Emilie, 29 ans, Paris
Réponse de Valérie Huchet-Dufetrelle
Psychologue clinicienne, Paris
Tous les enfants mordent un jour ou l’autre, ce phénomène est très courant surtout lorsqu’ils sont en collectivité. Mordre est un stade de développement normal de la petite enfance. Dans les premiers mois de la vie de votre bébé, toutes formes de plaisir sont apportées par la bouche et la succion, c’est la première zone érogène. En dehors de la satisfaction de ses besoins vitaux, l’enfant utilise sa bouche, ses lèvres, sa langue, ses dents pour découvrir le monde autour de lui, ce sont des points de contact avec l’environnement.

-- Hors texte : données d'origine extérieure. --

//! Collection API endpoints.
//!
//! Routes:
//! - GET /api/collections - List collections, newest first
//! - POST /api/collections - Create a collection
//! - GET /api/collections/count - Number of collections
//! - GET /api/collections/:id/moments - Moment IDs in a collection

use axum::extract::rejection::JsonRejection;
use axum::{
    extract::{Path, State},
    http::StatusCode,
    routing::get,
    Json, Router,
};
use serde::{Deserialize, Serialize};
use serde_json::{json, Value};

use super::json_body;
use crate::db;
use crate::models::Collection;
use crate::{AppState, Error, Result};

#[derive(Debug, Serialize, Deserialize)]
pub struct CreateCollectionRequest {
    pub name: String,
    #[serde(default)]
    pub description: Option<String>,
}

pub fn routes() -> Router<AppState> {
    Router::new()
        .route("/", get(list_collections).post(create_collection))
        .route("/count", get(count_collections))
        .route("/:id/moments", get(list_collection_moments))
}

async fn list_collections(State(state): State<AppState>) -> Result<Json<Vec<Collection>>> {
    Ok(Json(db::list_collections(&state.db).await?))
}

async fn create_collection(
    State(state): State<AppState>,
    payload: std::result::Result<Json<CreateCollectionRequest>, JsonRejection>,
) -> Result<(StatusCode, Json<Collection>)> {
    let request = json_body(payload)?;

    let name = request.name.trim();
    if name.is_empty() {
        return Err(Error::Validation("Collection name is required".to_string()));
    }

    let collection =
        db::create_collection(&state.db, name, request.description.as_deref()).await?;

    tracing::info!(id = %collection.id, name = %collection.name, "Collection created");

    Ok((StatusCode::CREATED, Json(collection)))
}

async fn count_collections(State(state): State<AppState>) -> Result<Json<Value>> {
    let count = db::count_collections(&state.db).await?;
    Ok(Json(json!({ "count": count })))
}

async fn list_collection_moments(
    State(state): State<AppState>,
    Path(id): Path<String>,
) -> Result<Json<Vec<String>>> {
    Ok(Json(db::list_moment_ids_for_collection(&state.db, &id).await?))
}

Jusqu’à 6-10 mois, mordre, c’est faire connaissance et prendre conscience qu’il y a un extérieur à soi. Cela va de la rencontre avec l’objet à la rencontre de l’autre, qu’il soit enfant ou adulte, car la première victime de ces morsures est souvent la mère. Passé cette période, mordre peut devenir pour lui un mode de communication. Pour s’opposer, par jalousie ou tout simplement par affection, faute de mots, l’enfant a recours à la morsure. Dans tous les cas, ce geste ne doit pas être passé sous silence. Il est important de lui signifier votre désaccord avec conviction : « Tu ne dois pas mordre. » Il faut lui expliquer que cela fait mal, car souvent l’enfant n’a pas conscience de la gravité de son acte. Montrez-lui les conséquences de son geste et consolez le petit mordu tout en mettant des mots sur ce qui vient de se passer. Il est essentiel que votre enfant comprenne que pour accéder à ses désirs, il doit aussi prendre en compte ceux des autres.
Évitez de le traiter de « méchant » ou de le punir car cela reviendrait à le renfermer dans son acte. Lui donner une petite tape sur la main serait un geste en symétrie de la morsure, il serait donc également préférable de ne pas y avoir recours. Ne mordez jamais votre enfant par mesure de représailles car cette épreuve de force entre vous et lui ne résoudrait en rien son comportement, mais risquerait plutôt de le cristalliser. Malgré une surveillance vigilante, ce type d’« agression » fait partie des accidents de la crèche. Tous les enfants finissent par apprendre à ne pas mordre, il faut parfois plus de temps à certains. Montrez-vous simplement patiente mais ferme. Cependant, si ce comportement perdure ou qu’il devient son seul moyen de communication, il sera alors préférable d’en parler à un professionnel de la petite enfance.
A lire :
- Paroles de tout-petits – À l’écoute des enfants en crèche, de Graciela C. Crespin (éd. Albin Michel), 2006, 14 €.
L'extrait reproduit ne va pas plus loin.